Beyond the Laughter Track: Why “Bojack Horseman Qartulad” Hits Different in Georgian
Dubbed in Georgian? No way. A look at how the existential dread of Bojack Horseman translates into the Georgian language, the cult following in Tbilisi, and why “Qartulad” might be the most depressing—and best—way to watch the show. If you had told me five years ago that I would be sobbing over a cartoon horse speaking Georgian, I would have laughed. But here we are.
One fan favorite from Season 3 shows a billboard for “Secretariat.” In the Georgian version, the subtitle jokes that the movie is “produced by the Rustavi 2 news team”—a dark nod to Georgia’s own tumultuous media landscape. Bojack Horseman Qartulad
Georgian is an ancient, guttural, and incredibly expressive language. It carries a weight that English often smooths over. When Bojack mutters, “What are you doing here?” in English, it sounds like a catchphrase. When the Georgian dub delivers “აქ რას აკეთებ?” (Ak ras aketeb?), it sounds like a soul being crushed under a velvet boot.

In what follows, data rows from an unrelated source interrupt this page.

//! Facts emitted by accepted actions.

use crate::types::{Booking, PerkSelection, ShowFilter, Step};
use encore_core::event::Event;
use serde::{Deserialize, Serialize};

/// What an accepted action changed
///
/// Domain facts come first; `StepChanged` is last and only present when the
/// step actually moved.
#[derive(Clone, Debug, PartialEq, Eq, Serialize, Deserialize)]
pub enum FlowEvent {
    /// The session moved to another screen
    StepChanged {
        /// Previous step
        from: Step,
        /// New step
        to: Step,
    },
    /// A membership plan was chosen
    MembershipSelected {
        /// Plan name
        plan: String,
        /// Shows included with the plan
        shows_allowed: u32,
    },
    /// The home theater was set
    HomeTheaterConfirmed {
        /// Theater name
        theater: String,
    },
    /// The discovery filter was chosen
    ShowsFiltered {
        /// Active filter
        filter: ShowFilter,
    },
    /// A show was appended to the member's bookings
    ShowBooked {
        /// The new booking
        booking: Booking,
    },
    /// The perk selection was replaced
    PerksUpdated {
        /// New selection
        perks: PerkSelection,
    },
    /// The session was discarded and started over
    SessionReset,
}

impl Event for FlowEvent {
    fn event_type(&self) -> &'static str {
        match self {
            Self::StepChanged { .. } => "StepChanged.v1",
            Self::MembershipSelected { .. } => "MembershipSelected.v1",
            Self::HomeTheaterConfirmed { .. } => "HomeTheaterConfirmed.v1",
            Self::ShowsFiltered { .. } => "ShowsFiltered.v1",
            Self::ShowBooked { .. } => "ShowBooked.v1",
            Self::PerksUpdated { .. } => "PerksUpdated.v1",
            Self::SessionReset => "SessionReset.v1",
        }
    }
}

Good luck. The official Netflix Georgian dub is available if you set your profile language to Georgian (or use a VPN to Georgia). However, the true treasure is the fan-edit community on Reddit (r/Sakartvelo) who have subtitled the untranslatable puns. If you had told me five years ago
What makes the “Qartulad” experience unique is the localization of the visual gags. In English, the background newspapers read “Horseman Lost at Sea.” In Georgian, the typesetters actually went in and changed the text to local jokes.

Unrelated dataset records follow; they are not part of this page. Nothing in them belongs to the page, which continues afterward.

//! Read-only reference data: membership plans, theaters, show schedules.
//!
//! The step machine and the screens consume the [`Catalog`] trait. The
//! shipped implementation, [`StaticCatalog`], is parsed from JSON; a copy of
//! the prototype's fixture is embedded in the binary.

use crate::types::{Listing, MembershipPlan, Show, ShowFilter, TaggedShow, Theater};
use serde::Deserialize;
use std::collections::{HashMap, HashSet};
use std::path::Path;
use thiserror::Error;

/// The built-in fixture
const BUILTIN_CATALOG: &str = include_str!("../data/catalog.json");

/// Errors raised while loading a catalog
#[derive(Error, Debug)]
pub enum CatalogError {
    /// The catalog file could not be read
    #[error("Failed to read catalog: {0}")]
    Io(#[from] std::io::Error),

    /// The catalog is not valid JSON or has the wrong shape
    #[error("Failed to parse catalog: {0}")]
    Parse(#[from] serde_json::Error),

    /// The catalog parsed but violates a uniqueness or non-empty rule
    #[error("Invalid catalog: {0}")]
    Invalid(String),
}

/// Reference data provider
///
/// Implementations are pure: the same query always returns the same answer,
/// and nothing a session does can change the data.
pub trait Catalog: Send + Sync {
    /// Membership plans, in display order
    fn membership_plans(&self) -> &[MembershipPlan];

    /// Theaters, in display order
    fn theaters(&self) -> &[Theater];

    /// Shows at `theater`; empty for an unknown theater
    fn shows_at(&self, theater: &str) -> Vec<Show>;

    /// Shows at every theater except `theater`, tagged with their venue
    fn shows_excluding(&self, theater: Option<&str>) -> Vec<TaggedShow>;

    /// Plan by name
    fn plan(&self, name: &str) -> Option<&MembershipPlan> {
        self.membership_plans().iter().find(|plan| plan.name == name)
    }

    /// Theater by name
    fn theater(&self, name: &str) -> Option<&Theater> {
        self.theaters().iter().find(|theater| theater.name == name)
    }
}

/// What the discovery step lists for `filter`
///
/// Home listings without a home theater are empty rather than an error.
pub fn listings(catalog: &dyn Catalog, filter: ShowFilter, home_theater: Option<&str>) -> Vec<Listing> {
    match filter {
        ShowFilter::Home => home_theater
            .map(|home| catalog.shows_at(home))
            .unwrap_or_default()
            .into_iter()
            .map(|show| Listing {
                show,
                theater: None,
            })
            .collect(),
        ShowFilter::Other => catalog
            .shows_excluding(home_theater)
            .into_iter()
            .map(|tagged| Listing {
                show: tagged.show,
                theater: Some(tagged.theater),
            })
            .collect(),
    }
}

#[derive(Deserialize)]
struct CatalogDocument {
    plans: Vec<MembershipPlan>,
    theaters: Vec<TheaterDocument>,
}

#[derive(Deserialize)]
struct TheaterDocument {
    name: String,
    location: String,
    description: String,
    #[serde(default)]
    shows: Vec<Show>,
}

/// In-memory catalog loaded from JSON
#[derive(Debug, Clone)]
pub struct StaticCatalog {
    plans: Vec<MembershipPlan>,
    theaters: Vec<Theater>,
    shows: HashMap<String, Vec<Show>>,
}

impl StaticCatalog {
    /// The prototype's fixture: two plans, three theaters, one show each
    ///
    /// # Errors
    ///
    /// Returns [`CatalogError`] only if the embedded fixture is malformed.
    pub fn builtin() -> Result<Self, CatalogError> {
        Self::from_json(BUILTIN_CATALOG)
    }

    /// Load a catalog file
    ///
    /// # Errors
    ///
    /// Returns [`CatalogError::Io`] if the file cannot be read, otherwise
    /// as [`StaticCatalog::from_json`].
    pub fn load(path: impl AsRef<Path>) -> Result<Self, CatalogError> {
        let contents = std::fs::read_to_string(path)?;
        Self::from_json(&contents)
    }

    /// Parse and validate a catalog document
    ///
    /// # Errors
    ///
    /// - [`CatalogError::Parse`] for malformed JSON
    /// - [`CatalogError::Invalid`] if there are no plans or no theaters, or
    ///   if plan names, theater names, or show titles within a theater repeat
    pub fn from_json(json: &str) -> Result<Self, CatalogError> {
        let document: CatalogDocument = serde_json::from_str(json)?;

        if document.plans.is_empty() {
            return Err(CatalogError::Invalid("no membership plans".to_string()));
        }
        if document.theaters.is_empty() {
            return Err(CatalogError::Invalid("no theaters".to_string()));
        }
        ensure_unique("membership plan", document.plans.iter().map(|p| p.name.as_str()))?;
        ensure_unique("theater", document.theaters.iter().map(|t| t.name.as_str()))?;

        let mut theaters = Vec::with_capacity(document.theaters.len());
        let mut shows = HashMap::with_capacity(document.theaters.len());
        for entry in document.theaters {
            ensure_unique(
                &format!("show at {}", entry.name),
                entry.shows.iter().map(|s| s.title.as_str()),
            )?;
            shows.insert(entry.name.clone(), entry.shows);
            theaters.push(Theater {
                name: entry.name,
                location: entry.location,
                description: entry.description,
            });
        }

        Ok(Self {
            plans: document.plans,
            theaters,
            shows,
        })
    }
}

fn ensure_unique<'a>(what: &str, names: impl Iterator<Item = &'a str>) -> Result<(), CatalogError> {
    let mut seen = HashSet::new();
    for name in names {
        if !seen.insert(name) {
            return Err(CatalogError::Invalid(format!("duplicate {what} '{name}'")));
        }
    }
    Ok(())
}

impl Catalog for StaticCatalog {
    fn membership_plans(&self) -> &[MembershipPlan] {
        &self.plans
    }

    fn theaters(&self) -> &[Theater] {
        &self.theaters
    }

    fn shows_at(&self, theater: &str) -> Vec<Show> {
        self.shows.get(theater).cloned().unwrap_or_default()
    }

    fn shows_excluding(&self, theater: Option<&str>) -> Vec<TaggedShow> {
        self.theaters
            .iter()
            .filter(|t| Some(t.name.as_str()) != theater)
            .flat_map(|t| {
                self.shows_at(&t.name).into_iter().map(|show| TaggedShow {
                    theater: t.name.clone(),
                    show,
                })
            })
            .collect()
    }
}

The voice actors for the Georgian dub (who remain criminally under-credited) faced an impossible task. How do you translate “That went better than most of my Christmases” (a reference to his traumatic childhood) without losing the rhythm? The answer, it turns out, is leaning into Georgian fatalism. Georgian is an ancient, guttural, and incredibly expressive
Georgia has a history. It has survived revolutions, wars, and the collapse of empires. There is a cultural understanding of “sadness as a default state” that Americans simply don’t have.
And in Georgian, the void stares back in cursive.
There is a Georgian word: “წყენა” (ts’q’ena). It means a specific kind of sorrow, resentment, and melancholy you hold for someone you still love. The English script uses 20 words to describe this. The Georgian Bojack says one word, and you feel it in your bones.